There is link-time optimization in gcc:

   -flto[=n]
       This option runs the standard link-time optimizer.  When invoked
       with source code, it generates GIMPLE (one of GCC's internal
       representations) and writes it to special ELF sections in the
       object file.  When the object files are linked together, all the
       function bodies are read from these ELF sections and instantiated
       as if they had been part of the same translation unit.

       To use the link-time optimizer, -flto needs to be specified at
       compile time and during the final link. 

Core of the Question: Header File vs Library Name

The core of the question was posted in the comments below the question itself:

For XListInputDevices, the appropriate include-line is #include <X11/extensions/XInput.h>. I'm wondering how I can tell based on that what -lSomething flag I need

To answer the question appropriately we need to understand the distinction between -lXi ( or rather libXi.so ) and XInput.h. The XInput.h is a header file and -l looks for object files. According to Red Hat documentation on gcc usage, section 16.1,

A special file name convention is used for libraries: A library known as foo is expected to exist as file libfoo.so or libfoo.a. This convention is automatically understood by the linking input options of GCC, but not by the output options

Both headers and libraries are needed and both are related, but not the same(ref):

... if you do #include the header the compiler does not insert the code for the function you call into program.o. It merely inserts a reference to them.

As mentioned, the headers and linkers are somewhat different, since headers store declarations (or in layman terms - descriptions) of functions and other stuff, and libraries - store actual objects (reference) or compiled version of those functions. As this answer puts it:

• The header is a phone number you can call, while...
• ...the library is the actual person you can reach there!

How do the headers and libraries play together ? They are both necessary steps in building an application. First, the description of functions and interfaces is gathered ( aka compiled ) and then the code you write is linked to a library where the actual interfaces and functions are implemented.

The library itself should be compiled with the header included (ref) into the library. In fact you can take a look at an example of how simple static library is created.

So the answer to your question, is as follows: there is no guaranteed relationship between the header and the library name. ( or at least I haven't found any so far ; see also this ref) . And, finding out how to match them is a matter of knowing what's in the package or in the source code.
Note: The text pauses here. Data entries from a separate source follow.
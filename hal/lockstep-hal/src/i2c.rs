//! I2C master
//!
//! The OLED is the only device on the bus and it is never read back, so
//! the trait carries just the write transaction.

/// Write-only I2C master
pub trait I2cBus {
    type Error;

    /// Send `data` to the 7-bit `address` as one transaction
    fn write(&mut self, address: u8, data: &[u8]) -> Result<(), Self::Error>;
}

/// Bus clock settings
#[derive(Debug, Clone, Copy, PartialEq, Eq)]
#[cfg_attr(feature = "defmt", derive(defmt::Format))]
pub struct I2cConfig {
    /// SCL rate in Hz
    pub frequency: u32,
}

impl I2cConfig {
    /// 400 kHz; SSD1306 and SH1106 panels accept it
    pub const FAST: Self = Self::new(400_000);

    pub const fn new(frequency: u32) -> Self {
        Self { frequency }
    }
}
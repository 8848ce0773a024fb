//! Hardware abstraction traits
//!
//! These traits define the interface between the bridge logic and the
//! LED drivers.

pub mod output;

pub use output::{Indicator, StimulusOutput};
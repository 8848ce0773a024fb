//! 1-bit framebuffer
//!
//! Organised the way SSD1306/SH1106 controllers store GRAM: eight 128-byte
//! pages, each byte a vertical strip of 8 pixels with bit 0 at the top.

use core::convert::Infallible;

use embedded_graphics::mono_font::ascii::FONT_6X10;
use embedded_graphics::mono_font::MonoTextStyle;
use embedded_graphics::pixelcolor::BinaryColor;
use embedded_graphics::prelude::*;
use embedded_graphics::text::{Baseline, Text};

use crate::backend::{DisplayError, PixelDisplay};

/// Panel width in pixels
pub const WIDTH: usize = 128;
/// Panel height in pixels
pub const HEIGHT: usize = 64;
/// Number of 8-pixel pages
pub const PAGES: usize = HEIGHT / 8;

/// In-RAM monochrome frame
#[derive(Clone, PartialEq, Eq)]
pub struct Framebuffer {
    pages: [[u8; WIDTH]; PAGES],
}

impl Default for Framebuffer {
    fn default() -> Self {
        Self::new()
    }
}

impl Framebuffer {
    /// Create a blank frame
    pub const fn new() -> Self {
        Self {
            pages: [[0; WIDTH]; PAGES],
        }
    }

    /// Blank every pixel
    pub fn clear(&mut self) {
        for page in self.pages.iter_mut() {
            page.fill(0);
        }
    }

    /// Set or clear a pixel, ignoring coordinates outside the frame
    pub fn put(&mut self, x: u16, y: u16, on: bool) {
        let (x, y) = (x as usize, y as usize);
        if x >= WIDTH || y >= HEIGHT {
            return;
        }
        let mask = 1 << (y % 8);
        let cell = &mut self.pages[y / 8][x];
        if on {
            *cell |= mask;
        } else {
            *cell &= !mask;
        }
    }

    /// Read back a pixel; out-of-frame pixels read as off
    pub fn pixel(&self, x: u16, y: u16) -> bool {
        let (x, y) = (x as usize, y as usize);
        if x >= WIDTH || y >= HEIGHT {
            return false;
        }
        self.pages[y / 8][x] & (1 << (y % 8)) != 0
    }

    /// Raw bytes of one page, in column order
    pub fn page(&self, page: usize) -> &[u8; WIDTH] {
        &self.pages[page]
    }

    /// Render text in the 6x10 font with its top-left corner at (x, y)
    pub fn text(&mut self, x: u16, y: u16, text: &str) {
        let style = MonoTextStyle::new(&FONT_6X10, BinaryColor::On);
        let origin = Point::new(i32::from(x), i32::from(y));
        // Drawing into RAM cannot fail
        let _ = Text::with_baseline(text, origin, style, Baseline::Top).draw(self);
    }

    /// Count of lit pixels
    pub fn lit_pixels(&self) -> u32 {
        self.pages
            .iter()
            .flat_map(|page| page.iter())
            .map(|b| b.count_ones())
            .sum()
    }
}

impl OriginDimensions for Framebuffer {
    fn size(&self) -> Size {
        Size::new(WIDTH as u32, HEIGHT as u32)
    }
}

impl DrawTarget for Framebuffer {
    type Color = BinaryColor;
    type Error = Infallible;

    fn draw_iter<I>(&mut self, pixels: I) -> Result<(), Self::Error>
    where
        I: IntoIterator<Item = Pixel<Self::Color>>,
    {
        for Pixel(point, color) in pixels {
            if let (Ok(x), Ok(y)) = (u16::try_from(point.x), u16::try_from(point.y)) {
                self.put(x, y, color.is_on());
            }
        }
        Ok(())
    }
}

/// A bare framebuffer is a display whose flush is a no-op
impl PixelDisplay for Framebuffer {
    fn clear(&mut self) -> Result<(), DisplayError> {
        Framebuffer::clear(self);
        Ok(())
    }

    fn set_pixel(&mut self, x: u16, y: u16, on: bool) -> Result<(), DisplayError> {
        if x as usize >= WIDTH || y as usize >= HEIGHT {
            return Err(DisplayError::InvalidCoordinates);
        }
        self.put(x, y, on);
        Ok(())
    }

    fn draw_text(&mut self, x: u16, y: u16, text: &str) -> Result<(), DisplayError> {
        self.text(x, y, text);
        Ok(())
    }

    fn flush(&mut self) -> Result<(), DisplayError> {
        Ok(())
    }

    fn dimensions(&self) -> (u16, u16) {
        (WIDTH as u16, HEIGHT as u16)
    }
}
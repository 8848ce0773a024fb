//! GPIO quality indicator
//!
//! Single LED on a GPIO pin (directly or via a transistor).

use lockstep_core::traits::Indicator;
use lockstep_hal::OutputPin;

/// Signal-quality LED on a GPIO pin
///
/// The pin can be configured as active-high (default) or active-low.
pub struct GpioIndicator<P> {
    pin: P,
    /// If true, LED ON = pin LOW
    inverted: bool,
    /// Current logical state (true = good signal shown)
    good: bool,
}

impl<P: OutputPin> GpioIndicator<P> {
    /// Create a new indicator, initially showing bad signal
    ///
    /// # Arguments
    /// - `pin`: The GPIO pin to control
    /// - `inverted`: If true, the LED is lit when the pin is LOW
    pub fn new(pin: P, inverted: bool) -> Self {
        let mut indicator = Self {
            pin,
            inverted,
            good: false,
        };
        indicator.set_good(false);
        indicator
    }

    /// Create an indicator with active-high output
    pub fn new_active_high(pin: P) -> Self {
        Self::new(pin, false)
    }

    /// Create an indicator with active-low output
    pub fn new_active_low(pin: P) -> Self {
        Self::new(pin, true)
    }
}

impl<P: OutputPin> Indicator for GpioIndicator<P> {
    fn set_good(&mut self, good: bool) {
        self.good = good;
        // Lit when good: active-high drives high, active-low drives low
        self.pin.set_state(good != self.inverted);
    }

    fn is_good(&self) -> bool {
        self.good
    }
}

#[cfg(test)]
mod tests {
    use super::*;

    /// Mock GPIO pin for testing
    struct MockPin {
        high: bool,
    }

    impl MockPin {
        fn new() -> Self {
            Self { high: true }
        }
    }

    impl OutputPin for MockPin {
        fn set_high(&mut self) {
            self.high = true;
        }

        fn set_low(&mut self) {
            self.high = false;
        }

        fn is_set_high(&self) -> bool {
            self.high
        }
    }

    #[test]
    fn test_active_high_indicator() {
        let mut led = GpioIndicator::new_active_high(MockPin::new());

        // Starts dark
        assert!(!led.is_good());
        assert!(!led.pin.is_set_high());

        led.set_good(true);
        assert!(led.is_good());
        assert!(led.pin.is_set_high());

        led.set_good(false);
        assert!(!led.pin.is_set_high());
    }

    #[test]
    fn test_active_low_indicator() {
        let mut led = GpioIndicator::new_active_low(MockPin::new());

        // Dark means pin high for active-low
        assert!(!led.is_good());
        assert!(led.pin.is_set_high());

        led.set_good(true);
        assert!(!led.pin.is_set_high());
    }
}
In fact you can do this to prove the point:

$ echo '#include<errno.h> int main(){return 0;}' | gcc -S -lc

which shows that we're compiling against libc, but the header that is part of libc is different in name.

Another example to prove the point is #include <math.h> , which is part of libc but actual implementation is in libm.so.6 , so you will see code compiled with gcc -lm.

$ apt-file find  /lib/x86_64-linux-gnu/libm.so.6 
libc6: /lib/x86_64-linux-gnu/libm.so.6

Finding the related .so or .a library file

A lot of mysteries can be solved with documentation. Let's refer to gcc documentation for link options (note , emphasis in bold is mine):

-llibrary

-l library

Search the library named library when linking. (The second alternative with the library as a separate argument is only for POSIX compliance and is not recommended.)

The -l option is passed directly to the linker by GCC. Refer to your linker documentation for exact details. The general description below applies to the GNU linker.

OK, so the gcc itself isn't actually looking up the library. It is the linker's job. But let's read on.

The linker searches a standard list of directories for the library. The directories searched include several standard system directories plus any that you specify with -L.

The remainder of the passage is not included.